Obie drużyny po straceniu szans na walkę o wyższe cele w PGNiG Superlidze rozpoczęły rywalizację o miejsca 5-8. Pierwsze spotkanie dwumeczu rozegrane zostało na parkiecie w Puławach, ze względu na niższą pozycję Azotów w tabeli po zakończeniu zmagań w rundzie zasadniczej.

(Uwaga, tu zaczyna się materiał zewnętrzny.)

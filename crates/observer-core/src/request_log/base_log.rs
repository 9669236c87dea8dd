//! Per-request log aggregator and its shared handle.

use std::sync::{Arc, Mutex, MutexGuard, PoisonError};
use std::time::Duration;

use chrono::{DateTime, Utc};
use serde::{Deserialize, Serialize};
use serde_json::Value as JsonValue;

use super::step::StepLog;
use crate::error::{Error, Result};

/// Severity of a completed request log.
#[derive(Debug, Clone, Copy, PartialEq, Eq, Default, Serialize, Deserialize)]
#[serde(rename_all = "UPPERCASE")]
pub enum LogLevel {
    #[default]
    Info,
    Warn,
    Error,
}

impl LogLevel {
    pub fn as_str(&self) -> &'static str {
        match self {
            LogLevel::Info => "INFO",
            LogLevel::Warn => "WARN",
            LogLevel::Error => "ERROR",
        }
    }
}

/// A step together with the name it was registered under.
#[derive(Debug, Clone, Serialize)]
pub struct NamedStep {
    pub name: String,
    #[serde(flatten)]
    pub step: StepLog,
}

/// Everything recorded about one request: payloads, level and ordered steps.
#[derive(Debug, Clone, Serialize)]
#[serde(rename_all = "camelCase")]
pub struct BaseLog {
    request_id: String,
    created_at: DateTime<Utc>,
    level: LogLevel,
    request: JsonValue,
    response: JsonValue,
    steps: Vec<NamedStep>,
}

impl BaseLog {
    pub fn new(request_id: impl Into<String>) -> Self {
        Self {
            request_id: request_id.into(),
            created_at: Utc::now(),
            level: LogLevel::default(),
            request: JsonValue::Null,
            response: JsonValue::Null,
            steps: Vec::new(),
        }
    }

    pub fn request_id(&self) -> &str {
        &self.request_id
    }

    pub fn created_at(&self) -> DateTime<Utc> {
        self.created_at
    }

    pub fn level(&self) -> LogLevel {
        self.level
    }

    pub fn request(&self) -> &JsonValue {
        &self.request
    }

    pub fn response(&self) -> &JsonValue {
        &self.response
    }

    pub fn steps(&self) -> &[NamedStep] {
        &self.steps
    }

    /// First step registered under `name`.
    pub fn step(&self, name: &str) -> Option<&StepLog> {
        self.steps.iter().find(|s| s.name == name).map(|s| &s.step)
    }

    /// Step names in registration order.
    pub fn step_names(&self) -> Vec<&str> {
        self.steps.iter().map(|s| s.name.as_str()).collect()
    }

    /// Elapsed time of the outermost (first) step.
    pub fn total_elapsed(&self) -> Option<Duration> {
        self.steps.first().and_then(|s| s.step.elapsed())
    }

    /// Append a step. Names are not deduplicated.
    pub fn add_step(&mut self, name: impl Into<String>, step: StepLog) -> usize {
        self.steps.push(NamedStep {
            name: name.into(),
            step,
        });
        self.steps.len() - 1
    }

    fn stop_running_steps(&mut self) {
        for named in self.steps.iter_mut().filter(|s| s.step.is_running()) {
            named.step.stop();
        }
    }
}

/// Shared handle to the request's [`BaseLog`].
///
/// Cloning the handle does not copy the log. Once [`RequestLog::finish`] has
/// taken the log out, every further access fails with
/// [`Error::NoActiveRequestContext`].
#[derive(Debug, Clone)]
pub struct RequestLog {
    inner: Arc<Mutex<Option<BaseLog>>>,
}

impl RequestLog {
    /// Allocate a fresh log for a new request.
    pub fn create(request_id: impl Into<String>) -> Self {
        Self {
            inner: Arc::new(Mutex::new(Some(BaseLog::new(request_id)))),
        }
    }

    fn lock(&self) -> MutexGuard<'_, Option<BaseLog>> {
        self.inner.lock().unwrap_or_else(PoisonError::into_inner)
    }

    fn with_log<R>(&self, f: impl FnOnce(&mut BaseLog) -> R) -> Result<R> {
        self.lock()
            .as_mut()
            .map(f)
            .ok_or(Error::NoActiveRequestContext)
    }

    fn with_step<R>(&self, index: usize, f: impl FnOnce(&mut StepLog) -> R) -> Result<R> {
        self.with_log(|log| log.steps.get_mut(index).map(|s| f(&mut s.step)))?
            .ok_or_else(|| Error::Internal(format!("step index {index} out of range")))
    }

    /// False once the log has been finalized.
    pub fn is_active(&self) -> bool {
        self.lock().is_some()
    }

    pub fn add_step(&self, name: impl Into<String>, step: StepLog) -> Result<usize> {
        self.with_log(|log| log.add_step(name, step))
    }

    /// Register a step, start it and return a guard that stops it on drop.
    pub fn start_step(&self, name: impl Into<String>) -> Result<StepTimer> {
        let mut step = StepLog::new();
        step.start();
        let index = self.add_step(name, step)?;
        Ok(StepTimer {
            log: self.clone(),
            index,
            stopped: false,
        })
    }

    pub fn set_request<T>(&self, request: &T) -> Result<()>
    where
        T: Serialize + ?Sized,
    {
        let value = serde_json::to_value(request)?;
        self.with_log(|log| log.request = value)
    }

    pub fn set_response<T>(&self, response: &T) -> Result<()>
    where
        T: Serialize + ?Sized,
    {
        let value = serde_json::to_value(response)?;
        self.with_log(|log| log.response = value)
    }

    pub fn set_level(&self, level: LogLevel) -> Result<()> {
        self.with_log(|log| log.level = level)
    }

    pub fn level(&self) -> Result<LogLevel> {
        self.with_log(|log| log.level)
    }

    /// Copy of the log as it currently stands.
    pub fn snapshot(&self) -> Result<BaseLog> {
        self.with_log(|log| log.clone())
    }

    /// Take the log out of the handle for the sink write.
    ///
    /// Steps still running are stopped first so the record is complete.
    pub fn finish(&self) -> Result<BaseLog> {
        let mut guard = self.lock();
        let mut log = guard.take().ok_or(Error::NoActiveRequestContext)?;
        log.stop_running_steps();
        Ok(log)
    }
}

/// Guard for a running step; stops the step when dropped.
#[must_use = "dropping the timer stops the step immediately"]
#[derive(Debug)]
pub struct StepTimer {
    log: RequestLog,
    index: usize,
    stopped: bool,
}

impl StepTimer {
    /// Record `err` on the step without affecting propagation.
    pub fn capture_error<E>(&self, err: &E)
    where
        E: std::error::Error + ?Sized,
    {
        // A finalized log is immutable.
        let _ = self.log.with_step(self.index, |step| step.capture_error(err));
    }

    pub fn capture_message(&self, message: impl Into<String>) {
        let message = message.into();
        let _ = self
            .log
            .with_step(self.index, |step| step.capture_message(message));
    }

    /// Capture the error of `result`, if any, and hand the result back.
    pub fn observe<T, E>(&self, result: std::result::Result<T, E>) -> std::result::Result<T, E>
    where
        E: std::error::Error,
    {
        if let Err(err) = &result {
            self.capture_error(err);
        }
        result
    }

    pub fn stop(mut self) {
        self.stop_once();
    }

    fn stop_once(&mut self) {
        if !self.stopped {
            self.stopped = true;
            let _ = self.log.with_step(self.index, StepLog::stop);
        }
    }
}

impl Drop for StepTimer {
    fn drop(&mut self) {
        self.stop_once();
    }
}
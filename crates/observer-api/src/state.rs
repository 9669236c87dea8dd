//! Shared application state handed to every handler.

use std::sync::Arc;
use std::time::Duration;

use axum::http::HeaderMap;
use tokio_util::sync::CancellationToken;

use observer_core::{LogSink, ProductRepository, RequestContext, UserRepository};

use crate::services::{ProductService, UserService};

/// Header carrying the correlation id set by `SetRequestIdLayer`.
pub const REQUEST_ID_HEADER: &str = "x-request-id";

#[derive(Clone)]
pub struct AppState {
    pub users: UserService,
    pub products: ProductService,
    pub sink: Arc<dyn LogSink>,
    /// Cancelled on graceful shutdown; every request token is a child of it.
    pub shutdown: CancellationToken,
    pub request_timeout: Option<Duration>,
}

impl AppState {
    pub fn new(
        users: Arc<dyn UserRepository>,
        products: Arc<dyn ProductRepository>,
        sink: Arc<dyn LogSink>,
    ) -> Self {
        Self {
            users: UserService::new(users),
            products: ProductService::new(products),
            sink,
            shutdown: CancellationToken::new(),
            request_timeout: None,
        }
    }

    pub fn with_shutdown(mut self, shutdown: CancellationToken) -> Self {
        self.shutdown = shutdown;
        self
    }

    pub fn with_request_timeout(mut self, timeout: Option<Duration>) -> Self {
        self.request_timeout = timeout;
        self
    }

    /// Build the context for one request, reusing the inbound request id.
    pub fn request_context(&self, headers: &HeaderMap) -> RequestContext {
        let ctx = match headers
            .get(REQUEST_ID_HEADER)
            .and_then(|v| v.to_str().ok())
            .filter(|v| !v.is_empty())
        {
            Some(id) => RequestContext::new(id),
            None => RequestContext::generate(),
        };

        let ctx = ctx.with_cancellation(self.shutdown.child_token());
        match self.request_timeout {
            Some(timeout) => ctx.with_timeout(timeout),
            None => ctx,
        }
    }
}
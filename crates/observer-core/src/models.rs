//! Persisted entities, request payloads and response views.

use chrono::{DateTime, NaiveDate, Utc};
use serde::{Deserialize, Serialize, Serializer};

/// Category stored when a product request omits one.
pub const DEFAULT_PRODUCT_CATEGORY: &str = "None";

// =============================================================================
// USERS
// =============================================================================

/// A row of the `users` table.
#[derive(Debug, Clone, PartialEq, Eq, Serialize, Deserialize, sqlx::FromRow)]
#[serde(rename_all = "camelCase")]
pub struct User {
    pub id: i32,
    pub name: String,
    pub last_name: String,
    pub birthdate: NaiveDate,
    pub document: String,
    pub login: String,
    pub password: String,
    pub created_at: DateTime<Utc>,
    pub updated_at: DateTime<Utc>,
}

impl User {
    /// Build a not-yet-persisted user (id 0) from a request.
    pub fn from_request(request: &UserRequest) -> Self {
        Self::with_id(0, request)
    }

    /// Build the replacement row for an update of `id`.
    pub fn with_id(id: i32, request: &UserRequest) -> Self {
        let now = Utc::now();
        Self {
            id,
            name: request.name.clone(),
            last_name: request.last_name.clone(),
            birthdate: request.birthdate,
            document: request.document.clone(),
            login: request.login.clone(),
            password: request.password.clone(),
            created_at: now,
            updated_at: now,
        }
    }
}

/// Body of `POST /users` and `PUT /users/:id`.
///
/// Missing text fields deserialize as empty strings so that validation, not
/// the JSON extractor, reports them. The password never reaches serialized
/// output (request logs).
#[derive(Debug, Clone, PartialEq, Eq, Serialize, Deserialize)]
#[serde(rename_all = "camelCase")]
pub struct UserRequest {
    #[serde(default)]
    pub name: String,
    #[serde(default)]
    pub last_name: String,
    pub birthdate: NaiveDate,
    #[serde(default)]
    pub document: String,
    #[serde(default)]
    pub login: String,
    #[serde(default, serialize_with = "redact")]
    pub password: String,
}

/// User as returned to clients: everything but the password.
#[derive(Debug, Clone, PartialEq, Eq, Serialize, Deserialize)]
#[serde(rename_all = "camelCase")]
pub struct UserView {
    pub id: i32,
    pub name: String,
    pub last_name: String,
    pub birthdate: NaiveDate,
    pub document: String,
    pub login: String,
    pub created_at: DateTime<Utc>,
    pub updated_at: DateTime<Utc>,
}

impl From<User> for UserView {
    fn from(user: User) -> Self {
        Self {
            id: user.id,
            name: user.name,
            last_name: user.last_name,
            birthdate: user.birthdate,
            document: user.document,
            login: user.login,
            created_at: user.created_at,
            updated_at: user.updated_at,
        }
    }
}

// =============================================================================
// PRODUCTS
// =============================================================================

/// A row of the `products` table.
#[derive(Debug, Clone, PartialEq, Eq, Serialize, Deserialize, sqlx::FromRow)]
#[serde(rename_all = "camelCase")]
pub struct Product {
    pub id: i32,
    pub name: String,
    pub category: String,
    pub description: String,
    pub stock: i32,
    pub production_batch_date: NaiveDate,
    pub created_at: DateTime<Utc>,
    pub updated_at: DateTime<Utc>,
}

impl Product {
    pub fn from_request(request: &ProductRequest) -> Self {
        Self::with_id(0, request)
    }

    pub fn with_id(id: i32, request: &ProductRequest) -> Self {
        let now = Utc::now();
        Self {
            id,
            name: request.name.clone(),
            category: request.category().to_string(),
            description: request.description.clone(),
            stock: request.stock,
            production_batch_date: request.production_batch_date,
            created_at: now,
            updated_at: now,
        }
    }
}

/// Body of `POST /products` and `PUT /products/:id`.
#[derive(Debug, Clone, PartialEq, Eq, Serialize, Deserialize)]
#[serde(rename_all = "camelCase")]
pub struct ProductRequest {
    #[serde(default)]
    pub name: String,
    #[serde(default)]
    pub category: Option<String>,
    #[serde(default)]
    pub description: String,
    #[serde(default)]
    pub stock: i32,
    pub production_batch_date: NaiveDate,
}

impl ProductRequest {
    /// Requested category, or [`DEFAULT_PRODUCT_CATEGORY`].
    pub fn category(&self) -> &str {
        self.category.as_deref().unwrap_or(DEFAULT_PRODUCT_CATEGORY)
    }
}

/// Product as returned to clients.
#[derive(Debug, Clone, PartialEq, Eq, Serialize, Deserialize)]
#[serde(rename_all = "camelCase")]
pub struct ProductView {
    pub id: i32,
    pub name: String,
    pub category: String,
    pub description: String,
    pub stock: i32,
    pub production_batch_date: NaiveDate,
    pub created_at: DateTime<Utc>,
    pub updated_at: DateTime<Utc>,
}

impl From<Product> for ProductView {
    fn from(product: Product) -> Self {
        Self {
            id: product.id,
            name: product.name,
            category: product.category,
            description: product.description,
            stock: product.stock,
            production_batch_date: product.production_batch_date,
            created_at: product.created_at,
            updated_at: product.updated_at,
        }
    }
}

fn redact<S>(value: &str, serializer: S) -> std::result::Result<S::Ok, S::Error>
where
    S: Serializer,
{
    if value.is_empty() {
        serializer.serialize_str("")
    } else {
        serializer.serialize_str("***")
    }
}
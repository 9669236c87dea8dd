//! `tracing` subscriber setup.

use std::path::Path;

use tracing_appender::non_blocking::WorkerGuard;
use tracing_subscriber::prelude::*;
use tracing_subscriber::EnvFilter;

use crate::config::{LogConfig, LogFormat};

/// Filter used when `RUST_LOG` is unset. `observer` covers the request log
/// target `observer::request_log`.
pub const DEFAULT_FILTER: &str = "observer=info,observer_api=debug,observer_db=debug,tower_http=debug";

/// Install the global subscriber.
///
/// With `LOG_FILE` set, output goes to a daily-rolling file and the returned
/// guard must be kept alive until shutdown so buffered lines are flushed.
pub fn init(config: &LogConfig) -> Option<WorkerGuard> {
    let env_filter =
        EnvFilter::try_from_default_env().unwrap_or_else(|_| EnvFilter::new(DEFAULT_FILTER));

    let registry = tracing_subscriber::registry().with(env_filter);

    if let Some(ref path) = config.file {
        let file_dir = path
            .parent()
            .filter(|dir| !dir.as_os_str().is_empty())
            .unwrap_or(Path::new("."));
        let file_name = path
            .file_name()
            .and_then(|f| f.to_str())
            .unwrap_or("observer-api.log");
        let file_appender = tracing_appender::rolling::daily(file_dir, file_name);
        let (non_blocking, guard) = tracing_appender::non_blocking(file_appender);

        match config.format {
            LogFormat::Json => registry
                .with(
                    tracing_subscriber::fmt::layer()
                        .json()
                        .with_writer(non_blocking),
                )
                .init(),
            LogFormat::Text => registry
                .with(
                    tracing_subscriber::fmt::layer()
                        .with_writer(non_blocking)
                        .with_ansi(config.ansi.unwrap_or(false)), // no ANSI in files by default
                )
                .init(),
        }
        Some(guard)
    } else {
        match config.format {
            LogFormat::Json => registry
                .with(tracing_subscriber::fmt::layer().json())
                .init(),
            LogFormat::Text => {
                let mut layer = tracing_subscriber::fmt::layer();
                if let Some(ansi) = config.ansi {
                    layer = layer.with_ansi(ansi);
                }
                registry.with(layer).init();
            }
        }
        None
    }
}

Pojedynek od początku przebiegał pod nieznaczne dyktando gospodarzy, którzy prowadzili 2-3 bramkami. Przyjezdni cały czas próbowali gonić wynik, by wywieźć z Puław jak najkorzystniejszy rezultat. Po przerwie przewaga puławskiej "siódemki" zwiększyła się nawet do 5 trafień, jednak w samej końcówce goście zdołali zniwelować różnicę do 1 bramki.
Spotkanie zakończyło się wynikiem 26:25 dla Azotów, jednak szczypiorniści z Głogowa przed rewanżem, który rozegrają na własnym parkiecie nie stoją na straconej pozycji, by zagrać o 5. miejsce za zakończenie sezonu. - Porażka jedną bramką bardzo boli, ale z drugiej strony napawa to optymizmem przed rewanżem. Bardzo dobre zawody jeśli chodzi o skuteczność rozegrał Jakub Łucak. Był tym motorem, który w decydujących momentach rzucał ważne bramki Wyszomirskiemu i Stęczniewskiemu. Bardzo istotne jest to, że z czternastu zawodników, aż dziewięciu zdobywało bramki - ocenia Tadeusz Jednoróg, szkoleniowiec głogowian.